## Records shown
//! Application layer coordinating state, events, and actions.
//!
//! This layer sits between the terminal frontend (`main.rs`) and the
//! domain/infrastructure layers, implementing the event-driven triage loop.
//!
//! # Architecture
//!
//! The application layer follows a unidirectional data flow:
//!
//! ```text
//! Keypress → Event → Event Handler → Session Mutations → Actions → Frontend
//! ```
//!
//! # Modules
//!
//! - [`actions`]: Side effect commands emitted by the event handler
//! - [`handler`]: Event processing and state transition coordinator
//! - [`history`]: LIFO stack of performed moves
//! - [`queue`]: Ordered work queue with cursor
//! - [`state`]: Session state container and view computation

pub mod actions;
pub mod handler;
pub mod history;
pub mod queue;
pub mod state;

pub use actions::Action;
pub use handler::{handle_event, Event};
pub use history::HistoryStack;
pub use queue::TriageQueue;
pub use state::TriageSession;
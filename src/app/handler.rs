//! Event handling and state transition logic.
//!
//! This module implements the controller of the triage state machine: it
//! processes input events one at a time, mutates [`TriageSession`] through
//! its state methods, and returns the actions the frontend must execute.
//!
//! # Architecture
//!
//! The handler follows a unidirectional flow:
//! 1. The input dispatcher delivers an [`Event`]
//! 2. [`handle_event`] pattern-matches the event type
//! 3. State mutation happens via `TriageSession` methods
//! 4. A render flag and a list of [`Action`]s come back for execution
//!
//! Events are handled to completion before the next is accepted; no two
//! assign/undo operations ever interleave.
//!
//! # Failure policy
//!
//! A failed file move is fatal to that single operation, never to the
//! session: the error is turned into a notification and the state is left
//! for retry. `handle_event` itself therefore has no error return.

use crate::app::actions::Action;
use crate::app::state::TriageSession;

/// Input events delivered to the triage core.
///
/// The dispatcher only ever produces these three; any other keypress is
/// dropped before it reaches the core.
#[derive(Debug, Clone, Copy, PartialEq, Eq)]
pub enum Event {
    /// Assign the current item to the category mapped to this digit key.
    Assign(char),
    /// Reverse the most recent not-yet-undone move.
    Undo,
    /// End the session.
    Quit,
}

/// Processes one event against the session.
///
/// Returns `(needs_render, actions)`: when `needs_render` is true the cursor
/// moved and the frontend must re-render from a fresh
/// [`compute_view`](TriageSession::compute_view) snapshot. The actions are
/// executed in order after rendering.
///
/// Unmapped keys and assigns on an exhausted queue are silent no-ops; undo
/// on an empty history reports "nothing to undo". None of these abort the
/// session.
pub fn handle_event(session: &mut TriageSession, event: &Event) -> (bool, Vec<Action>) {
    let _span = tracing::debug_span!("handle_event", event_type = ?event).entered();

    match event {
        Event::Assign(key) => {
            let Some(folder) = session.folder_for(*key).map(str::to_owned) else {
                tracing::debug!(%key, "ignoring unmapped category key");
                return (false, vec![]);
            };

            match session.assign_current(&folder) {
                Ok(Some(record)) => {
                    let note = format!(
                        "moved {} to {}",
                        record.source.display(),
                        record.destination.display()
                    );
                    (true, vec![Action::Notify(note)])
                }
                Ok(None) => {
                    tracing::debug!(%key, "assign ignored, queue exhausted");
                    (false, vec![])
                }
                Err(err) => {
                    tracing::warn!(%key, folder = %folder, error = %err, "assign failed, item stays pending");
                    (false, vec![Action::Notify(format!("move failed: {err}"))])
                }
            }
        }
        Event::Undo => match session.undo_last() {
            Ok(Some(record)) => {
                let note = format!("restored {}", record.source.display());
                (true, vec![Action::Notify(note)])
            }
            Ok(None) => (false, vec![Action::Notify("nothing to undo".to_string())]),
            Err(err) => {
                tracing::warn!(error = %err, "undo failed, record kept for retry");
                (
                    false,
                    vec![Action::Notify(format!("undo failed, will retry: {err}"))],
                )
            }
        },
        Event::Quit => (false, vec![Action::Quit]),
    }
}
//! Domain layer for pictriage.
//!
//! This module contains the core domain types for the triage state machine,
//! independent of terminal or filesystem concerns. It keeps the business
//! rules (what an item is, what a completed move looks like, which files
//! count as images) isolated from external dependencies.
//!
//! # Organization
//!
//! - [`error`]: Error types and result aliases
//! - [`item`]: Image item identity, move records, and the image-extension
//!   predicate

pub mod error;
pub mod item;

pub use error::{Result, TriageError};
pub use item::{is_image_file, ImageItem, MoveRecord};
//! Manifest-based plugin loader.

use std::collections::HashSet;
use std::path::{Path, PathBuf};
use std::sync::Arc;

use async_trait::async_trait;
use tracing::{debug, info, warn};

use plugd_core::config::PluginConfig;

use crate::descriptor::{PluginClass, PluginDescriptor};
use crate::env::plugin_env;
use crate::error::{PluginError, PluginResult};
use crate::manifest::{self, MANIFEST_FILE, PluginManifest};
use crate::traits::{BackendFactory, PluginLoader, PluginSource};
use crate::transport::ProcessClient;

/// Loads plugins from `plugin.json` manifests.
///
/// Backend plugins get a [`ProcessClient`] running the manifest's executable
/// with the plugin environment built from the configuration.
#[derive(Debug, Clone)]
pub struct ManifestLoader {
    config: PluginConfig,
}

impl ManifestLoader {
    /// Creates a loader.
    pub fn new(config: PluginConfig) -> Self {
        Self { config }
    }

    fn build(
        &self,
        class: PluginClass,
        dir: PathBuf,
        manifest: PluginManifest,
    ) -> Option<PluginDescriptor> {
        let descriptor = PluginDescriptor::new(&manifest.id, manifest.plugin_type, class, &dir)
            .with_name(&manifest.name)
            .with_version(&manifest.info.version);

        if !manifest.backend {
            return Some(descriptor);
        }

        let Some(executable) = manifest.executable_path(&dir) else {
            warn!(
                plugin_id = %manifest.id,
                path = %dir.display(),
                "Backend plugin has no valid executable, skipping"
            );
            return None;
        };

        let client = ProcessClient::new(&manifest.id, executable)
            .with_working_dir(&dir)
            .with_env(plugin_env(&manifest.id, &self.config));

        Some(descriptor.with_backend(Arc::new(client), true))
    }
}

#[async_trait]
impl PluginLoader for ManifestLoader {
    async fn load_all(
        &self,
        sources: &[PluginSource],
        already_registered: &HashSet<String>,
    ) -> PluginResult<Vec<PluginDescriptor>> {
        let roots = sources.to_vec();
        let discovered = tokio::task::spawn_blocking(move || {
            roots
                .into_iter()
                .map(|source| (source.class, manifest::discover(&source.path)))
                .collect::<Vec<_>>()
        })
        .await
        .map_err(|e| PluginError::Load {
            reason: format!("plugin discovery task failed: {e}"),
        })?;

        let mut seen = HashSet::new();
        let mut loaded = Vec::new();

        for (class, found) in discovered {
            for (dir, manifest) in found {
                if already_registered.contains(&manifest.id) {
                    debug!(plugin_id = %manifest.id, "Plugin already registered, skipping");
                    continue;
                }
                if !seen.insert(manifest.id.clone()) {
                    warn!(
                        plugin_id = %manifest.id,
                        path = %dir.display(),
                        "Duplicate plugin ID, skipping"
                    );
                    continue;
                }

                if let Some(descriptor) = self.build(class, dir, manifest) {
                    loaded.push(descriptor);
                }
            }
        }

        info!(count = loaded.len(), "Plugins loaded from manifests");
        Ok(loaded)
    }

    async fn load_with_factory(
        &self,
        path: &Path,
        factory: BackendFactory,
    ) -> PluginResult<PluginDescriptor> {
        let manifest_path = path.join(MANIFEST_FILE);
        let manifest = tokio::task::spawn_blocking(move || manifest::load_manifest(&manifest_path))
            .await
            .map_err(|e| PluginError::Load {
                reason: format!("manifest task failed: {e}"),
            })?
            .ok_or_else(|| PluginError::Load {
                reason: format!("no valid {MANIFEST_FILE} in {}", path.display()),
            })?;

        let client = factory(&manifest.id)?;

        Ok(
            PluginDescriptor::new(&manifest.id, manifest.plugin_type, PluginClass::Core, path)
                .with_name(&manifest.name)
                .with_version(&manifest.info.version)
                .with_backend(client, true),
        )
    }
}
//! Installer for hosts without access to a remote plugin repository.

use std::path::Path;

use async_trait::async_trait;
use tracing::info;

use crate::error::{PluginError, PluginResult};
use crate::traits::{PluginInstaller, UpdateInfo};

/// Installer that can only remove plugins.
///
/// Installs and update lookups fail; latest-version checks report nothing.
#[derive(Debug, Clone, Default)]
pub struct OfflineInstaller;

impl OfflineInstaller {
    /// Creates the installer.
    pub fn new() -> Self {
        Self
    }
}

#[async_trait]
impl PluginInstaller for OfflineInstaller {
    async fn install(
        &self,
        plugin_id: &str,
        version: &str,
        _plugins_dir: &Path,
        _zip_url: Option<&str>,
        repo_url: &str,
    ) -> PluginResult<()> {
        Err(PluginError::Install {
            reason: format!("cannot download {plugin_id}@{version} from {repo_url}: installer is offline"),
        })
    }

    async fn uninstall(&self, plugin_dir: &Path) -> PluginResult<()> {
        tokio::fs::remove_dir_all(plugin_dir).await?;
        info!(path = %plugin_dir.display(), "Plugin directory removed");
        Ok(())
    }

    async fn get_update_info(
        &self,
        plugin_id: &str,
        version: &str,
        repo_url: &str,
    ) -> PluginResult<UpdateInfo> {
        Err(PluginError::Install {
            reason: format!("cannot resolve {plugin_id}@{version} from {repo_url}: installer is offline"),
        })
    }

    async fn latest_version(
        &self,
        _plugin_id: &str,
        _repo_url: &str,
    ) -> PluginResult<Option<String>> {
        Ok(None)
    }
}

## Work to be completed
Go through the data line by line and work out how many lines contain "seen". Give only that number.

## Result below
2